Comment voulez-vous qu'un obama révolutionne la vie des Noirs aux US et réduisent les injustices en pérennisant une civilisation de la violence par des guerres insensées, permanentes, où la cupidité se déchaîne....?

Son prix nobel de la paix, c'est le peuple américian qui aurait dû le recevoir pour avoir élu un "afro-américain".

Le prix nobel de la paix, il aurait dû le recevoir après avoir décidé que la civilisation américaine ne devait plus être synonime de barbarie.

Mais non, obama aura été récompensé à la place des autres, aura exacerbé les violences, encourageant LA violence en son pays même.

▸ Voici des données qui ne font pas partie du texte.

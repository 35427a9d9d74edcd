//! Runtime tool probing
//!
//! Runs each required tool with its version flag, extracts the version and
//! checks it against the job's constraints.

use std::collections::HashMap;
use std::path::Path;
use std::time::Duration;

use ciwi_core::capability::tool_version_satisfies;
use ciwi_core::domain::metadata::{
    CONTAINER_TOOL_REQUIREMENT_PREFIX, CONTAINER_TOOL_RUNTIME_PREFIX, HOST_TOOL_RUNTIME_PREFIX,
    TOOL_REQUIREMENT_PREFIX,
};
use ciwi_core::version::extract_version;
use tracing::debug;

use super::container::RuntimeContainer;
use super::process::capture_output;
use super::shell::Shell;

const PROBE_TIMEOUT: Duration = Duration::from_secs(20);

/// Arguments that make `tool` print its version
pub fn version_args(tool: &str) -> &'static [&'static str] {
    match tool {
        "go" => &["version"],
        "java" | "javac" => &["-version"],
        "msbuild" => &["-version"],
        "xcodebuild" => &["-version"],
        "dotnet" => &["--version"],
        "ccache" => &["--version"],
        _ => &["--version"],
    }
}

/// Tools named by `requires.tool.*` and `requires.container.tool.*`
pub fn required_tools(required: &HashMap<String, String>) -> (Vec<String>, Vec<String>) {
    let mut host = Vec::new();
    let mut container = Vec::new();
    for key in required.keys() {
        if let Some(tool) = key.strip_prefix(CONTAINER_TOOL_REQUIREMENT_PREFIX) {
            container.push(tool.to_string());
        } else if let Some(tool) = key.strip_prefix(TOOL_REQUIREMENT_PREFIX) {
            host.push(tool.to_string());
        }
    }
    host.sort();
    container.sort();
    (host, container)
}

fn probe_script(shell: Shell, tool: &str) -> String {
    let line = std::iter::once(tool)
        .chain(version_args(tool).iter().copied())
        .collect::<Vec<_>>()
        .join(" ");
    match shell {
        // Some tools print their version on stderr
        Shell::Posix => format!("{line} 2>&1"),
        _ => line,
    }
}

/// Probes host tools under `shell`; missing tools are left out
pub async fn probe_host_tools(
    shell: Shell,
    tools: &[String],
    env: &HashMap<String, String>,
    cwd: &Path,
) -> HashMap<String, String> {
    let mut found = HashMap::new();
    for tool in tools {
        let spec = match shell.host_command(&probe_script(shell, tool), cwd).await {
            Ok(spec) => spec.cwd(cwd).envs(env),
            Err(e) => {
                debug!(tool = %tool, "Probe setup failed: {:#}", e);
                continue;
            }
        };
        if let Some(version) = run_probe(&spec).await {
            found.insert(format!("{HOST_TOOL_RUNTIME_PREFIX}{tool}"), version);
        }
    }
    found
}

/// Probes tools inside the runtime container
pub async fn probe_container_tools(
    container: &RuntimeContainer,
    tools: &[String],
) -> HashMap<String, String> {
    let mut found = HashMap::new();
    for tool in tools {
        let spec = container.exec_command(
            Shell::Posix,
            &probe_script(Shell::Posix, tool),
            &HashMap::new(),
        );
        if let Some(version) = run_probe(&spec).await {
            found.insert(format!("{CONTAINER_TOOL_RUNTIME_PREFIX}{tool}"), version);
        }
    }
    found
}

async fn run_probe(spec: &super::process::ProcessSpec) -> Option<String> {
    match capture_output(spec, PROBE_TIMEOUT).await {
        Ok((outcome, text)) if outcome.success() => extract_version(&text),
        Ok((outcome, _)) => {
            debug!(command = %spec.display(), ?outcome, "Probe failed");
            None
        }
        Err(e) => {
            debug!(command = %spec.display(), "Probe could not run: {:#}", e);
            None
        }
    }
}

/// Checks tool requirements against probed runtime capabilities
///
/// Returns one human readable line per unmet requirement.
pub fn unmet_runtime_requirements(
    required: &HashMap<String, String>,
    runtime: &HashMap<String, String>,
) -> Vec<String> {
    let mut unmet: Vec<String> = required
        .iter()
        .filter_map(|(key, constraint)| {
            let (tool, runtime_key, place) =
                if let Some(tool) = key.strip_prefix(CONTAINER_TOOL_REQUIREMENT_PREFIX) {
                    (tool, format!("{CONTAINER_TOOL_RUNTIME_PREFIX}{tool}"), "container")
                } else if let Some(tool) = key.strip_prefix(TOOL_REQUIREMENT_PREFIX) {
                    (tool, format!("{HOST_TOOL_RUNTIME_PREFIX}{tool}"), "host")
                } else {
                    return None;
                };

            match runtime.get(&runtime_key) {
                None => Some(format!("{place} tool {tool} not found")),
                Some(have) if !tool_version_satisfies(have, constraint) => Some(format!(
                    "{place} tool {tool} {have} does not satisfy {}",
                    constraint.trim()
                )),
                Some(_) => None,
            }
        })
        .collect();
    unmet.sort();
    unmet
}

Les discours de trump vis-à-vis des musulmans n'est que l'expression de ce qu'obama et son clan considèrent tout bas : racisme, en tout cas mépris de cette civilisation qu'ils détruisent méthodiquement.

Les US se retrouvent désormais à haïr Noirs et musulmans.

Quand cette terre va-t-elle enfin se pencher sur son désir irrépressible de haine, de turies, le penser et l'abolir en elle.....?

Pourquoi vous entêtez-vous à prendre les gens pour des imbécils à refuser d'admettre que les élites démocrates sont tout aussi violentes, racistes que les trump ???